Backatcha Records: Label Identity


From the beginning, design has been directly connected to music for me and pretty much every other designer I’ve met. I started amateurly designing in 1998 by making flyers for the parties of friends, painting and printing logos and letters on the clothes I was dancing in at said parties and of course stealing ideas from the album cover art of the records I was living through. Without realising it at the time, these same youthful obsessions were shared globally by many in my pre-internet generation. Later, as post-internet adults, a shared nostalgia and faith in the music and the culture of hip hop has become a universal point of contact with strangers around the world who quickly become close friends. I count Aidan Leacy as one of them, and I thank him and Sean P for bringing me in on the incredibly rewarding journey that is Backatcha Records.

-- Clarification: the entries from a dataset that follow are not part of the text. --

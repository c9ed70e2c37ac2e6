//! Wall-clock seam for deadlines and backoff sleeps.
//!
//! Production code uses [`SystemClock`]. [`ManualClock`] advances a virtual
//! instant instead of sleeping and records every sleep it is asked for,
//! which makes the retry, backoff, and deadline behavior assertable without
//! real waiting. Hosts running the engine under simulation can inject their
//! own implementation.

use std::sync::Mutex;
use std::time::{Duration, Instant};

pub trait Clock: Send + Sync {
    fn now(&self) -> Instant;
    fn sleep(&self, duration: Duration);
}

/// Real time: `Instant::now` and `thread::sleep`.
pub struct SystemClock;

impl Clock for SystemClock {
    fn now(&self) -> Instant {
        Instant::now()
    }

    fn sleep(&self, duration: Duration) {
        std::thread::sleep(duration);
    }
}

/// Virtual time. `sleep` advances the clock instead of blocking.
pub struct ManualClock {
    now: Mutex<Instant>,
    sleeps: Mutex<Vec<Duration>>,
}

impl ManualClock {
    pub fn new() -> Self {
        Self {
            now: Mutex::new(Instant::now()),
            sleeps: Mutex::new(Vec::new()),
        }
    }

    /// Every sleep requested so far, in order.
    pub fn sleeps(&self) -> Vec<Duration> {
        self.sleeps.lock().expect("clock mutex poisoned").clone()
    }

    /// Convenience for assertions: sleeps in whole milliseconds.
    pub fn sleeps_ms(&self) -> Vec<u64> {
        self.sleeps()
            .iter()
            .map(|d| d.as_millis() as u64)
            .collect()
    }

    /// Move the clock forward without recording a sleep.
    pub fn advance(&self, duration: Duration) {
        *self.now.lock().expect("clock mutex poisoned") += duration;
    }
}

impl Default for ManualClock {
    fn default() -> Self {
        Self::new()
    }
}

impl Clock for ManualClock {
    fn now(&self) -> Instant {
        *self.now.lock().expect("clock mutex poisoned")
    }

    fn sleep(&self, duration: Duration) {
        self.sleeps
            .lock()
            .expect("clock mutex poisoned")
            .push(duration);
        *self.now.lock().expect("clock mutex poisoned") += duration;
    }
}

// ---------------------------------------------------------------------------
// Tests
// ---------------------------------------------------------------------------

Backatcha: The People Behind The Music 


Aidan and I spent a week on the East Coast of the US interviewing some of the artists and producers behind BK releases, and here is the short documentary film that resulted. I’ll be forever grateful for how warmly we were received, and, of course, Greg Henderson is the man!     


Backatcha: The analog process


When starting Backatcha Records, we decided to give each of the labels for our vinyl releases the same attention to detail that we gave to the discs of plastic onto which these discs of paper would be stuck. Considering that we re-release a lot of older material, we could have simply scanned the original labels and reprinted them, slapping our logo somewhere. But as a designer, I found it much more interesting to try to recreate the original design aesthetic of these labels from scratch, working our name in as subtly as possible, if at all, so that anyone who was familiar with the originals would be like, "Oh wow. Look what they did there." The artwork from the 70s and 80s was often created by the band members or producers themselves, mixing their homemade art and logos with backgrounds and fonts chosen from whatever the presses literally had in-house. These were the days of paste-up design, before digital layout was even possible. If an original label has hand-painted elements, then I recreate the original aesthetic by painting them myself for the BK re-release, as with Dõlette Mcdonald, Christine Lewin / Tricia Dean and Aka Shaic. If someone in the band drew their logo with a felt tip marker, then I do the same, as with Ice Band. Sometimes I simply re-drew logos exactly as they were and other times I introduced our own little additions, in-jokes and middle-fingers-up to the haters and culture vultures. Other times I create completely original art that I think suites the artists, their music and the time and place it was made, as with Jady Kurrent / Ja'Net Dubois and Theatre West. It was fun to see some of these new designs fool bootleggers so well that they used our art, assuming it was the original. Other fun things we have done to go the extra mile have been using uncoated paper, grouping releases with original sleeve art, using spot colors / metallic inks and even adding original illustrations by Theodore Richards. When Aidan reaches out to artists in the first place in the hopes of putting out their work, it always starts from a longstanding love for the material. When those artists finally get the physical BK release back from us, I hope they smile.